Series of Subtitles for Documentary Video

Magnetic Storm (18 of 22)

Magnetic Storm

Now the magnetic field is outward in the northern hemisphere and inward in the southern hemisphere.
So now the burning question is, "Is what's happening in Gary's model reflected in the real Earth?"
Is the 300-year decline in our field which the pottery reveals, the work of magnetic anomalies brewing deep in the core beneath our feet?
If so, then a reversal really could be in the cards.
Amazingly, there are detailed records that cover exactly this 300 year period: the log books of Her Majesty's Navy.
For as geophysicist Jeremy Bloxham has discovered, eighteenth and nineteenth century sailors were obsessed with the magnetic field.
Back in the days of James Cook, when he was doing his voyages of exploration, a compass was the primary means of navigation.

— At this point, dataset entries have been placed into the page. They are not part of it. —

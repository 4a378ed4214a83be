//! ==============================================================================
//! forwarder.rs - throttled republishing
//! ==============================================================================
//!
//! purpose:
//!     gateways repeat every radio packet several times and several gateways
//!     hear the same sensor. the forwarder keeps only the latest message per
//!     device and publishes it at most once per interval.
//!
//! how it works:
//!     - one pending slot and one flush task per key (device identity, or the
//!       topic for messages that are not device readings)
//!     - a new message is merged into the pending one (best rssi wins)
//!     - the flush task ticks immediately, then every interval; a tick with
//!       nothing pending ends the task
//!
//! relationships:
//!     - used by: runtime.rs (throttle_message), api.rs (jobs)
//!     - uses: transport.rs (publish), topic.rs (TopicRewriter)
//!
//! ==============================================================================

use crate::device::{DeviceReading, MqttMessage};
use crate::stats::Statistics;
use crate::topic::TopicRewriter;
use crate::transport::Transport;
use serde::Serialize;
use std::collections::HashMap;
use std::sync::Arc;
use std::time::Duration;
use tokio::sync::Mutex;
use tokio::task::JoinHandle;
use tokio::time::MissedTickBehavior;
use tracing::{debug, info, warn};

pub const DEFAULT_INTERVAL: Duration = Duration::from_secs(60);
const MIN_INTERVAL: Duration = Duration::from_secs(1);

// ==============================================================================
// policies
// ==============================================================================

/// combines a newly arrived message with the one still waiting
pub trait MessageMerger: Send + Sync {
    fn merge(&self, pending: Option<MqttMessage>, incoming: MqttMessage) -> MqttMessage;
}

/// keeps the newest payload but reports the strongest signal any gateway saw
#[derive(Debug, Default, Clone, Copy)]
pub struct RssiMerger;

impl MessageMerger for RssiMerger {
    fn merge(&self, pending: Option<MqttMessage>, mut incoming: MqttMessage) -> MqttMessage {
        let Some(pending) = pending else {
            return incoming;
        };
        if let (Some(old), Some(new)) = (pending.rssi(), incoming.rssi()) {
            incoming.set_rssi(old.max(new));
        }
        incoming
    }
}

/// per message override of the publish interval
pub trait ThrottlePolicy: Send + Sync {
    fn interval_for(&self, message: &MqttMessage) -> Option<Duration>;
}

/// a bbq probe above the threshold is cooking; publish it more often
#[derive(Debug, Clone)]
pub struct ProbeThrottle {
    pub threshold_c: f64,
    pub interval: Duration,
}

impl ProbeThrottle {
    pub fn new(threshold_c: f64, interval: Duration) -> Self {
        Self { threshold_c, interval }
    }
}

impl ThrottlePolicy for ProbeThrottle {
    fn interval_for(&self, message: &MqttMessage) -> Option<Duration> {
        let reading = DeviceReading::from_value(message.data.as_ref()?)?;
        let (food, oven) = reading.probe_temperatures()?;
        let hot = [food, oven]
            .into_iter()
            .flatten()
            .any(|t| t >= self.threshold_c);
        hot.then_some(self.interval)
    }
}

// ==============================================================================
// forwarder
// ==============================================================================

struct Job {
    handle: JoinHandle<()>,
    interval: Duration,
}

/// pending messages and their flush tasks, always changed together
#[derive(Default)]
struct Slots {
    pending: HashMap<String, MqttMessage>,
    jobs: HashMap<String, Job>,
}

struct Inner {
    slots: Mutex<Slots>,
    transport: Arc<dyn Transport>,
    rewriter: TopicRewriter,
    merger: Box<dyn MessageMerger>,
    policies: Vec<Box<dyn ThrottlePolicy>>,
    default_interval: Duration,
    stats: Arc<Statistics>,
}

However, a compass needle doesn't point at true north, at the real geographical North Pole, instead it points at magnetic north.
For sailors, knowing the difference between true north and magnetic north was a matter of life and death.
But as they were well aware, magnetic north keeps moving, wandering about near the pole as the field gradually changes.
So navigators needed to measure the difference between magnetic north and true north, the angle of variation.
They did this by comparing their compass bearing to an astronomical calculation of true north.
The trick was to find true north, and they could do this by looking at the sun at noon, when it's highest in the sky, alternatively by measuring the angle the sun made at sunrise or sunset.
Here, on the 8th of June, 1770, we have a magnetic variation of 4 degrees, 53 minutes east.
Thousands of these observations, together with early measures of the local strength of the field, have enabled Jeremy to reconstruct the ebb and flow of the Earth's magnetism over the past three centuries.
And it's what this reveals about one region in particular that's significant.
We've seen very abrupt changes in the Earth's magnetic field beneath the South Atlantic Ocean.